- **Exercise description**
Every line with "most" in it should be copied from the data.

Stored items:
[Start of Attachment]
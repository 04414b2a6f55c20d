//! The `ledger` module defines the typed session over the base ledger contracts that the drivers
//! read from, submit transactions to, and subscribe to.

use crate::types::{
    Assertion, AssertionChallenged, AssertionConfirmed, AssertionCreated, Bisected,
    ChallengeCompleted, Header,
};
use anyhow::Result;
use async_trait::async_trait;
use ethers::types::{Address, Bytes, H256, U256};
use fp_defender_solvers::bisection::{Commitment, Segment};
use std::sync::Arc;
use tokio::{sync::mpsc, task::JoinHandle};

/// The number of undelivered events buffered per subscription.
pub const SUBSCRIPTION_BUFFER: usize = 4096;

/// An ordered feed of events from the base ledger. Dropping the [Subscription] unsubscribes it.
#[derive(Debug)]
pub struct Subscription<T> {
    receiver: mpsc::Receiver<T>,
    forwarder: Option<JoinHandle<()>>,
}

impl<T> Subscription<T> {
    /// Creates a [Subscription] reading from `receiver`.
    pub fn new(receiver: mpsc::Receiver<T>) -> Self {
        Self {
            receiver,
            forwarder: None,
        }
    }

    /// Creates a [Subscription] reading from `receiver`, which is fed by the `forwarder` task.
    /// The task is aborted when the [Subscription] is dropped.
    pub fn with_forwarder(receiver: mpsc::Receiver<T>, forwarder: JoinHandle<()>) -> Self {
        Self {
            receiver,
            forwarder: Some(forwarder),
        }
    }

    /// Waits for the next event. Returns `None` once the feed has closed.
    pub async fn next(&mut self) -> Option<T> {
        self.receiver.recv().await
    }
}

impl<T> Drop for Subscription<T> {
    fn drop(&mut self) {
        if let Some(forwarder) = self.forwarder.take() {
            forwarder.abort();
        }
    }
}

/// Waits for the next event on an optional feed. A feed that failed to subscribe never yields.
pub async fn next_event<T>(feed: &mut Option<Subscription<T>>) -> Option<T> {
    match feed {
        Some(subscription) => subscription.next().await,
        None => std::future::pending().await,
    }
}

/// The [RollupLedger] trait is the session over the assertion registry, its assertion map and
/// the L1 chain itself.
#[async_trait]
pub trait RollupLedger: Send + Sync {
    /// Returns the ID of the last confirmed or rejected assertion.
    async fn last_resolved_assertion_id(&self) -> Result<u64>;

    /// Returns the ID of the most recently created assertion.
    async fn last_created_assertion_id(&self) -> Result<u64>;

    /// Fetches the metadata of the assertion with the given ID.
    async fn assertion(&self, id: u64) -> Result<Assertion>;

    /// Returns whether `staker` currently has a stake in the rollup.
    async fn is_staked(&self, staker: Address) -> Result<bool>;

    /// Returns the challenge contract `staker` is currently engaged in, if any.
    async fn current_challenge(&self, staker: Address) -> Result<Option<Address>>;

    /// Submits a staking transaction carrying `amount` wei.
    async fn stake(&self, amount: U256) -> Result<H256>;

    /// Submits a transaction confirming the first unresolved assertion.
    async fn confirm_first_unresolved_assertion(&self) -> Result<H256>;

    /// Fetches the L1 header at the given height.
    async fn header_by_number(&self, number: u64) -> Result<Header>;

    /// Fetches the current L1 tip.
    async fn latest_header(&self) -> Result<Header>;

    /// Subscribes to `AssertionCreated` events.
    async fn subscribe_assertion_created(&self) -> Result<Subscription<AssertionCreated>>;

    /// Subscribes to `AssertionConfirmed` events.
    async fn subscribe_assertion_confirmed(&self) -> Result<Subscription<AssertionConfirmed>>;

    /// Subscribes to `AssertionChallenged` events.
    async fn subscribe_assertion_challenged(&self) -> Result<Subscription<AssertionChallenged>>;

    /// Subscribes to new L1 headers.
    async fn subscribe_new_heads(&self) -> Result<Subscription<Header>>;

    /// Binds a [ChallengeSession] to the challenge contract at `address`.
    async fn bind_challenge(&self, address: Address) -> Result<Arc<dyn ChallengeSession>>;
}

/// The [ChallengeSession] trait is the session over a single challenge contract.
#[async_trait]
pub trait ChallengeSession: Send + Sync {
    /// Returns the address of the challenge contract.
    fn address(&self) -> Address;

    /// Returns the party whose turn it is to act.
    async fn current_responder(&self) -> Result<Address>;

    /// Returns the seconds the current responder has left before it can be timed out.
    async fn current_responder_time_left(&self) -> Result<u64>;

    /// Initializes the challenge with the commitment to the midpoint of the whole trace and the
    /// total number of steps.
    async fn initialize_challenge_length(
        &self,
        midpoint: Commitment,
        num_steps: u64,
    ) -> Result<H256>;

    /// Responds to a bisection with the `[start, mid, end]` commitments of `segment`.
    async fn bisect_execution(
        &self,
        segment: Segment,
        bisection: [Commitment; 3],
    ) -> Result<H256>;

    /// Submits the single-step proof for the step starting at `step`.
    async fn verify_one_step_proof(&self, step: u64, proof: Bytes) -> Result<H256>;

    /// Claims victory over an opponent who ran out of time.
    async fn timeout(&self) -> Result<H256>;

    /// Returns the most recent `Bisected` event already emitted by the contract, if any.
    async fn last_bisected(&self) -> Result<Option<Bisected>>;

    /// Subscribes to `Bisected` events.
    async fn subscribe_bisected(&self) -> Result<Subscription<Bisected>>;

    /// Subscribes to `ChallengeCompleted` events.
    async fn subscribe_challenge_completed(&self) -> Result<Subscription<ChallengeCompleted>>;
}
[End of Attachment]
[Start of Attachment]
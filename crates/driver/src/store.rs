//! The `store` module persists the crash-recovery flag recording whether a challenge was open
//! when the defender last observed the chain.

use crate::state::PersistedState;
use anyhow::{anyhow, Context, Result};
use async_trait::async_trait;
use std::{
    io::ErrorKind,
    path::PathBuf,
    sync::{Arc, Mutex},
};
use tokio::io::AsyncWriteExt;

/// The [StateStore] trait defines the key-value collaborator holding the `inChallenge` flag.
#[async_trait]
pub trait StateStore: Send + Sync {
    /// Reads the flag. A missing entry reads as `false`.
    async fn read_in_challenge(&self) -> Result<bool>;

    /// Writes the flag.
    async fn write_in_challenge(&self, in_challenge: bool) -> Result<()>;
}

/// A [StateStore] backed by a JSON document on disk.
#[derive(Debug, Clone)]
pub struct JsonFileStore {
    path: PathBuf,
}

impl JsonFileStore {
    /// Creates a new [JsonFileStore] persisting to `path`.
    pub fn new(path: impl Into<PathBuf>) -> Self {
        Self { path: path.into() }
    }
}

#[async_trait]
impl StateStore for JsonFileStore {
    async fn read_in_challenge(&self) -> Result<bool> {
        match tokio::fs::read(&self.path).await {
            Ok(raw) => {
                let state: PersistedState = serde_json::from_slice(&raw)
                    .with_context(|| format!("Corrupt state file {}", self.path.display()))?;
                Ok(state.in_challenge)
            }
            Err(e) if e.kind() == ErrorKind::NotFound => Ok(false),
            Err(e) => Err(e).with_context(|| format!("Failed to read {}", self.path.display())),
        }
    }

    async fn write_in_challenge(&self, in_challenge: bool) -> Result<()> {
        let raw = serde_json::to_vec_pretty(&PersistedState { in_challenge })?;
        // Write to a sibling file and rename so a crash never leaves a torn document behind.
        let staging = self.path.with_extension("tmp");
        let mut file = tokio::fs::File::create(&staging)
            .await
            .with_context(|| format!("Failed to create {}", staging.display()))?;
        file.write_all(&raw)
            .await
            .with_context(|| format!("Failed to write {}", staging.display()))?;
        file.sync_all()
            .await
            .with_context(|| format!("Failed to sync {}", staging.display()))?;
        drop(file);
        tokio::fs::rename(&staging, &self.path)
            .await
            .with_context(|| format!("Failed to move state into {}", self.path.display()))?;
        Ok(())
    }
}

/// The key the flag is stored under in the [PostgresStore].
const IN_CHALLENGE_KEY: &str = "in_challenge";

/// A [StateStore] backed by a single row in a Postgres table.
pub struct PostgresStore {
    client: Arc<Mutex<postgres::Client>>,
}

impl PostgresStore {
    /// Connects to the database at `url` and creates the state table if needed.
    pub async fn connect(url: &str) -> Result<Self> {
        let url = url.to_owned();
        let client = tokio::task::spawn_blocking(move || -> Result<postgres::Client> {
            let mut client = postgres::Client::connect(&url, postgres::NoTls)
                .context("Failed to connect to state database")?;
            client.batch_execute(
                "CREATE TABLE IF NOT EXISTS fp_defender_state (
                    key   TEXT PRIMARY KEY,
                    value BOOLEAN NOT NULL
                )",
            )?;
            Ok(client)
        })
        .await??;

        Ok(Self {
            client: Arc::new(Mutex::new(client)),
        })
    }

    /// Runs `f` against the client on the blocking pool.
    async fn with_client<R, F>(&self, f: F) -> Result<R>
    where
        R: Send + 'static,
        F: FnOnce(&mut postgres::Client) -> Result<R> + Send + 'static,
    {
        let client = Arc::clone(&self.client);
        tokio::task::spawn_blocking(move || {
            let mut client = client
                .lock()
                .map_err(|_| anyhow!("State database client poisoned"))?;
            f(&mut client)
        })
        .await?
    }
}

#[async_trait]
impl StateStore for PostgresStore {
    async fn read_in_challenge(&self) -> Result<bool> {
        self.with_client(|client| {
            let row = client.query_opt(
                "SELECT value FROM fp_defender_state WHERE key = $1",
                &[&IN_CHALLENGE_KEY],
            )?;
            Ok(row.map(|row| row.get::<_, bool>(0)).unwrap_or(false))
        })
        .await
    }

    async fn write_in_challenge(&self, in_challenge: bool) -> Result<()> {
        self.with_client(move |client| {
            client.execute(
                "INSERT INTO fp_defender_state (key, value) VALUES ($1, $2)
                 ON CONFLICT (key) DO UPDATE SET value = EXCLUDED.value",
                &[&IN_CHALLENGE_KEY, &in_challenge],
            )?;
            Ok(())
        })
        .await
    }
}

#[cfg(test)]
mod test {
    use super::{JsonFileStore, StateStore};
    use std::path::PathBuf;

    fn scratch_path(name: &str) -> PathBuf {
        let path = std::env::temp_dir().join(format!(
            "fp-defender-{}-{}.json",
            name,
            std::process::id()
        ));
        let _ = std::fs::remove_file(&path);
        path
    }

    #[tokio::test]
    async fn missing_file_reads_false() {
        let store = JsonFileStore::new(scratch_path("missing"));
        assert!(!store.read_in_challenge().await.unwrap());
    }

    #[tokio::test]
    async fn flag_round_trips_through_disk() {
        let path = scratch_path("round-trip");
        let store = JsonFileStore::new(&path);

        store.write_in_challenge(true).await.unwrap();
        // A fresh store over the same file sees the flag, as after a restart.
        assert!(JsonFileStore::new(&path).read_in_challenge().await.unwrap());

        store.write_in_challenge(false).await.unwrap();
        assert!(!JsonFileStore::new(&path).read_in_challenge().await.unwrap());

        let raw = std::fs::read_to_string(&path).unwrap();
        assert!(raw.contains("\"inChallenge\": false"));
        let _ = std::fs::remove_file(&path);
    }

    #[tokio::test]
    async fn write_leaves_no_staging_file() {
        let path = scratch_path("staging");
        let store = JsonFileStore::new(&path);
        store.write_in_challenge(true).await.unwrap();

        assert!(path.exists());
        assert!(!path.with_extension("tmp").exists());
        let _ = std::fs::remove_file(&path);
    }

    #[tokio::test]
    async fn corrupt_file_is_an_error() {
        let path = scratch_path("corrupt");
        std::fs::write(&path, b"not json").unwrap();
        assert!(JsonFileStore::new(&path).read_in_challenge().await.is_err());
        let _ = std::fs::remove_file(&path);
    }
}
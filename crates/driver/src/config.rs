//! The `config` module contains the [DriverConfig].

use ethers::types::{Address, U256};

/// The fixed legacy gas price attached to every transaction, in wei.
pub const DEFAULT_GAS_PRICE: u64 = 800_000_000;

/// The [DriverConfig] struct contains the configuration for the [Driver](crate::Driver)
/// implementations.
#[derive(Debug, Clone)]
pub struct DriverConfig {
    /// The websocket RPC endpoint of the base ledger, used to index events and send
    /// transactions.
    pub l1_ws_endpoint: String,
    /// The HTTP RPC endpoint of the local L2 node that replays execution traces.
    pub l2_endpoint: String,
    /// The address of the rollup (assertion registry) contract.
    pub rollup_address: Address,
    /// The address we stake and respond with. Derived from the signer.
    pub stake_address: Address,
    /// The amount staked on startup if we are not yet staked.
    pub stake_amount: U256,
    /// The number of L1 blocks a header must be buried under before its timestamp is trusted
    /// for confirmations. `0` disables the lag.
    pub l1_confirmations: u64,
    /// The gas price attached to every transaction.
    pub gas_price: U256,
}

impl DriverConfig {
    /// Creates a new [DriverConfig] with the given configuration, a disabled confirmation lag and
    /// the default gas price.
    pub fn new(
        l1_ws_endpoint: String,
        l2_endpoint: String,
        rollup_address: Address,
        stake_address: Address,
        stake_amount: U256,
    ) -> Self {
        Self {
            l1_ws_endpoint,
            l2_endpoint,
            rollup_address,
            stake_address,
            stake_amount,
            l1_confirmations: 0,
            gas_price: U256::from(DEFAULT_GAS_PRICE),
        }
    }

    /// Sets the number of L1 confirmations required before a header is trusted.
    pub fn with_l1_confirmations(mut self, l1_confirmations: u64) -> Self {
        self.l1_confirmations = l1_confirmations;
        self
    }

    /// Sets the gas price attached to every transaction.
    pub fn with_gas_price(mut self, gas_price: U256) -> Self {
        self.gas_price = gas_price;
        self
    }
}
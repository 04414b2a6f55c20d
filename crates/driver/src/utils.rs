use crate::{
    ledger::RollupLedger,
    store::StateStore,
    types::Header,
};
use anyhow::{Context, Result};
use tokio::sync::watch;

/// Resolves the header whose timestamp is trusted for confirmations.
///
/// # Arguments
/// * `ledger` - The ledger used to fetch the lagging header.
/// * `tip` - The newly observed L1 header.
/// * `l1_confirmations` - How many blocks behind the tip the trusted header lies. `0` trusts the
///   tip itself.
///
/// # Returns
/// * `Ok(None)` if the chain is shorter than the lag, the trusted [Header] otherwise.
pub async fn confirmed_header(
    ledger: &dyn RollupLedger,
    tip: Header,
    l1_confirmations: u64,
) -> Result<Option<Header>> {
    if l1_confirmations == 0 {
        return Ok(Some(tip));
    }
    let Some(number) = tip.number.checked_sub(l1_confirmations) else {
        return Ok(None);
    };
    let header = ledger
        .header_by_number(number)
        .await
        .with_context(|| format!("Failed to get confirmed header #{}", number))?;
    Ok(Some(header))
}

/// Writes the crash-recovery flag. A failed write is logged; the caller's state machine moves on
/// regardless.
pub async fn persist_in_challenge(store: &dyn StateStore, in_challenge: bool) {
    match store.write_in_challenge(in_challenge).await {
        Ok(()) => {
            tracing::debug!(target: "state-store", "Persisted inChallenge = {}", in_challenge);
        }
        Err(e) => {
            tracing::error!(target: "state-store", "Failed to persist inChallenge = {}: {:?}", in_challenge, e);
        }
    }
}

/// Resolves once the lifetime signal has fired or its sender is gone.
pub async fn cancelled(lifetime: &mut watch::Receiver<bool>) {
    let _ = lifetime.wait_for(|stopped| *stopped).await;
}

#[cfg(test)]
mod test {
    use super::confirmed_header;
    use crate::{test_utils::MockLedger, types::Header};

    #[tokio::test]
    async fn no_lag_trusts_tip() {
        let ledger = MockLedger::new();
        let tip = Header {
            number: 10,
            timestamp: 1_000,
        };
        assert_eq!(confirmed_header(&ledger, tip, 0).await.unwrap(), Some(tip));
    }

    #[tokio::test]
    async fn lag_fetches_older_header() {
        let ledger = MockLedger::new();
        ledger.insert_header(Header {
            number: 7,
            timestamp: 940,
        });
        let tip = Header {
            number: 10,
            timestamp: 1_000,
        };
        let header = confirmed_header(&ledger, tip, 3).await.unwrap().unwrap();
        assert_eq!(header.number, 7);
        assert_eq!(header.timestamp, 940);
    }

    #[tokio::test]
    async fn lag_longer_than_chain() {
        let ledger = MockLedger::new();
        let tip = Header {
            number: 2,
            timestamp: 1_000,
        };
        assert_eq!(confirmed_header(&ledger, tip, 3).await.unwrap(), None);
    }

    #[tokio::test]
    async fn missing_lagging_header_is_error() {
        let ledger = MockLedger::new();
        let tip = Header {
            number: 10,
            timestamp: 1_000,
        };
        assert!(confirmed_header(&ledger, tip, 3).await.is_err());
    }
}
[End of Attachment]
- **Response to this task**
    /// Returns the ID of the most recently created assertion.
    /// Returns the most recent `Bisected` event already emitted by the contract, if any.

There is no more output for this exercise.